■ The task
First find the line with "use copysim_store::InMemoryAccountStore;" in the entries below, then set down exactly every line through the line with "let catalog: Arc<dyn", that line included.
== Task input ==
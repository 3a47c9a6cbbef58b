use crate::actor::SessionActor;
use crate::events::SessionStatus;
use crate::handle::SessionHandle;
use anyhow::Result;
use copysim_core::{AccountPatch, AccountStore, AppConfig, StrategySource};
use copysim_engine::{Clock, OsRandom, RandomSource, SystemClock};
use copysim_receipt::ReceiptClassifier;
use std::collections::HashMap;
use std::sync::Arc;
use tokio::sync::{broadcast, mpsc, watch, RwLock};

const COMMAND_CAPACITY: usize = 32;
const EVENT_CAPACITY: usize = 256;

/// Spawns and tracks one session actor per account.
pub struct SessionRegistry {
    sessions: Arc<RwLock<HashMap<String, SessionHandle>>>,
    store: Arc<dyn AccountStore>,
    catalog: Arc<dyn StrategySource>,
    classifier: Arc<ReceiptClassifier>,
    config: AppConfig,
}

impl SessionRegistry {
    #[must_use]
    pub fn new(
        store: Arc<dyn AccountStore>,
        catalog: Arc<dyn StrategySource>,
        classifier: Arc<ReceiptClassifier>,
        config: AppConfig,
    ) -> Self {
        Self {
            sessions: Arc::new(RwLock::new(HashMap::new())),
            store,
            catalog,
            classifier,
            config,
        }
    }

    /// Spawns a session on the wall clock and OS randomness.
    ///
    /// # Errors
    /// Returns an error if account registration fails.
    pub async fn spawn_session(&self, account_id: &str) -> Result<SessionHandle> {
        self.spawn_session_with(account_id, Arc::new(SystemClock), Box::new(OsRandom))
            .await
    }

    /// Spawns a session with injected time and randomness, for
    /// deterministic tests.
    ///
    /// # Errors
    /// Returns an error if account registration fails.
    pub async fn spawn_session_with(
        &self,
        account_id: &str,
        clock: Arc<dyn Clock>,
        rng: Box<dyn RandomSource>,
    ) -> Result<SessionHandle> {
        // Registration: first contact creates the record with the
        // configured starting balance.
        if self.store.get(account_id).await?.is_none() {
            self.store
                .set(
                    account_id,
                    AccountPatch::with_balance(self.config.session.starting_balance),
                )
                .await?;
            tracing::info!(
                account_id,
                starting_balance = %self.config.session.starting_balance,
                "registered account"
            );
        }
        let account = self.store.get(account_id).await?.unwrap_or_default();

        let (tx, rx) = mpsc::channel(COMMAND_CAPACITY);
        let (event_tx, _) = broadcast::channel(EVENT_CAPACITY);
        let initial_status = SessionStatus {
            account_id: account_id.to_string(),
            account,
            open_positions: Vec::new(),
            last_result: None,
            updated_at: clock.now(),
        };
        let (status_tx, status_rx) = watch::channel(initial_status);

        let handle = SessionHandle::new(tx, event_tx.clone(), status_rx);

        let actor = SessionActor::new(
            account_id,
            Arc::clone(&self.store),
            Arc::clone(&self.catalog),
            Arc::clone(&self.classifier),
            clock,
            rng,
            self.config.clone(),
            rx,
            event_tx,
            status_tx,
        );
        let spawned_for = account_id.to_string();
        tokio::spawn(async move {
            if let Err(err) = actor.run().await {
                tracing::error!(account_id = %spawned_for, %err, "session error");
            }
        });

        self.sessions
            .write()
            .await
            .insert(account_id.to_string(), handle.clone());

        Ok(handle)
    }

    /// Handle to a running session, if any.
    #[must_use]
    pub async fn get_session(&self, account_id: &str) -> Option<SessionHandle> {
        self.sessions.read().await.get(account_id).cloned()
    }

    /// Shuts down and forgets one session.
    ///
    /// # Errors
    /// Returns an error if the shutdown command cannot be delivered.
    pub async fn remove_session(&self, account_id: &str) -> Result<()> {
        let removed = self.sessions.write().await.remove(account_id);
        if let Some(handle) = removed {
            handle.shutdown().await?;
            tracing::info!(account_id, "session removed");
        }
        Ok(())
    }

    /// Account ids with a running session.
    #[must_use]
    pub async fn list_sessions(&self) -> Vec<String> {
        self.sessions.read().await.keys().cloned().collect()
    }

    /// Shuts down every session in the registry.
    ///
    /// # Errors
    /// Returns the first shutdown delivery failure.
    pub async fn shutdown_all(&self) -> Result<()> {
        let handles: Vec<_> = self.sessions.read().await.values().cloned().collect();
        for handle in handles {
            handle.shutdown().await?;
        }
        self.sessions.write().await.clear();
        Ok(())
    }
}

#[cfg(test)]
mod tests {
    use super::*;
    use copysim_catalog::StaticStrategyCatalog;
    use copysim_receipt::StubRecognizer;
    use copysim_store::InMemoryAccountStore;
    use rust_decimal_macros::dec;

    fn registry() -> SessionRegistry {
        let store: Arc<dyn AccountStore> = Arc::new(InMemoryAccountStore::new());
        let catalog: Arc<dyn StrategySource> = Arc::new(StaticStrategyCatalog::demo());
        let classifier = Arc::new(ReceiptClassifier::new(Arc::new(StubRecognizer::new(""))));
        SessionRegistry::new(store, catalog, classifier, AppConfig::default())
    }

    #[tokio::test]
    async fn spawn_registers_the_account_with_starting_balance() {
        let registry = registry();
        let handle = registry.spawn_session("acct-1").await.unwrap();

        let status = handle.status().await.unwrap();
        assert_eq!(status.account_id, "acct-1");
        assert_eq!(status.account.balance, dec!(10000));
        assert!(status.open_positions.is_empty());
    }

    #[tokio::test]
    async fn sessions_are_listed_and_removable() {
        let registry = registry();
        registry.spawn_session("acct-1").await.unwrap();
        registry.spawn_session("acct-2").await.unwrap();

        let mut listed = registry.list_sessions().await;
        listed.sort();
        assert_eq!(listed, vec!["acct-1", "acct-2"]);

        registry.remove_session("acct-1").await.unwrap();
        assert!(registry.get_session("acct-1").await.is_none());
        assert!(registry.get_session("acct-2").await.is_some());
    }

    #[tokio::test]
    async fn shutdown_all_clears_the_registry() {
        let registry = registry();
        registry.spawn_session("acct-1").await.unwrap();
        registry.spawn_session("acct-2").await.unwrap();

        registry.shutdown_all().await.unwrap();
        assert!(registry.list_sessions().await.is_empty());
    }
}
===
■ Result for this exercise
    use copysim_store::InMemoryAccountStore;
    use rust_decimal_macros::dec;

    fn registry() -> SessionRegistry {
        let store: Arc<dyn AccountStore> = Arc::new(InMemoryAccountStore::new());
        let catalog: Arc<dyn StrategySource> = Arc::new(StaticStrategyCatalog::demo());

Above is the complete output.